### Problem to work on
Write only the number of lines below in which "LoggingConfig" occurs.

Stored items:
• • • • • • •
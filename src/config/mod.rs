//! Configuration
//!
//! Settings are layered with the `config` crate: built-in defaults, then an
//! optional TOML file, then `VELES_SERVER__URL`-style environment variables
//! (prefix `VELES_`, `__` between nested keys).

pub mod facade;
pub mod merge;
pub mod paths;
pub mod sources;

pub use crate::logging::LoggingConfig;
pub use facade::ConfigLoader;

use crate::error::VelesError;
use crate::proto::VelesUrl;
use crate::tracker::DEFAULT_HANDLE_CACHE_SIZE;
use serde::{Deserialize, Serialize};
use std::path::PathBuf;

/// Listener used when no URL is configured
pub const DEFAULT_URL: &str = "veles://@127.0.0.1:3135";

#[derive(Debug, Clone, Default, Serialize, Deserialize)]
pub struct VelesConfig {
    #[serde(default)]
    pub server: ServerConfig,
    #[serde(default)]
    pub tracker: TrackerConfig,
    #[serde(default)]
    pub logging: LoggingConfig,
}

#[derive(Debug, Clone, Serialize, Deserialize)]
pub struct ServerConfig {
    /// `veles://` or `veles+unix://` URL to listen on
    #[serde(default = "default_url")]
    pub url: String,

    /// Database file; None places it in the platform data directory
    #[serde(default)]
    pub database: Option<PathBuf>,

    #[serde(default = "default_max_frame_size")]
    pub max_frame_size: usize,
}

fn default_url() -> String {
    DEFAULT_URL.to_string()
}

fn default_max_frame_size() -> usize {
    crate::proto::DEFAULT_MAX_FRAME_SIZE
}

impl Default for ServerConfig {
    fn default() -> Self {
        Self {
            url: default_url(),
            database: None,
            max_frame_size: default_max_frame_size(),
        }
    }
}

impl ServerConfig {
    pub fn parsed_url(&self) -> Result<VelesUrl, VelesError> {
        VelesUrl::parse(&self.url)
    }

    /// Configured database path, or the default one.
    pub fn database_path(&self) -> Result<PathBuf, VelesError> {
        match &self.database {
            Some(path) => Ok(path.clone()),
            None => paths::xdg_root::default_database_path(),
        }
    }
}

#[derive(Debug, Clone, Serialize, Deserialize)]
pub struct TrackerConfig {
    /// Node handles kept in the tracker's LRU cache
    #[serde(default = "default_handle_cache_size")]
    pub handle_cache_size: usize,
}

fn default_handle_cache_size() -> usize {
    DEFAULT_HANDLE_CACHE_SIZE
}

impl Default for TrackerConfig {
    fn default() -> Self {
        Self {
            handle_cache_size: default_handle_cache_size(),
        }
    }
}

impl VelesConfig {
    pub fn validate(&self) -> Result<(), VelesError> {
        self.server.parsed_url()?;
        if self.server.max_frame_size == 0 {
            return Err(VelesError::ConfigError("server.max_frame_size must be positive".to_string()));
        }
        if self.tracker.handle_cache_size == 0 {
            return Err(VelesError::ConfigError(
                "tracker.handle_cache_size must be positive".to_string(),
            ));
        }
        Ok(())
    }
}

#[cfg(test)]
mod tests {
    use super::*;

    #[test]
    fn test_default_config_is_valid() {
        let config = VelesConfig::default();
        assert_eq!(config.server.url, DEFAULT_URL);
        assert_eq!(config.tracker.handle_cache_size, 1024);
        assert_eq!(config.server.max_frame_size, 64 * 1024 * 1024);
        config.validate().unwrap();
    }

    #[test]
    fn test_zero_cache_rejected() {
        let mut config = VelesConfig::default();
        config.tracker.handle_cache_size = 0;
        assert_eq!(config.validate().unwrap_err().code(), "config_error");
    }

    #[test]
    fn test_database_override() {
        let mut config = ServerConfig::default();
        config.database = Some(PathBuf::from("/tmp/x.db"));
        assert_eq!(config.database_path().unwrap(), PathBuf::from("/tmp/x.db"));
    }
}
• • • • • • •
### Exercise response
2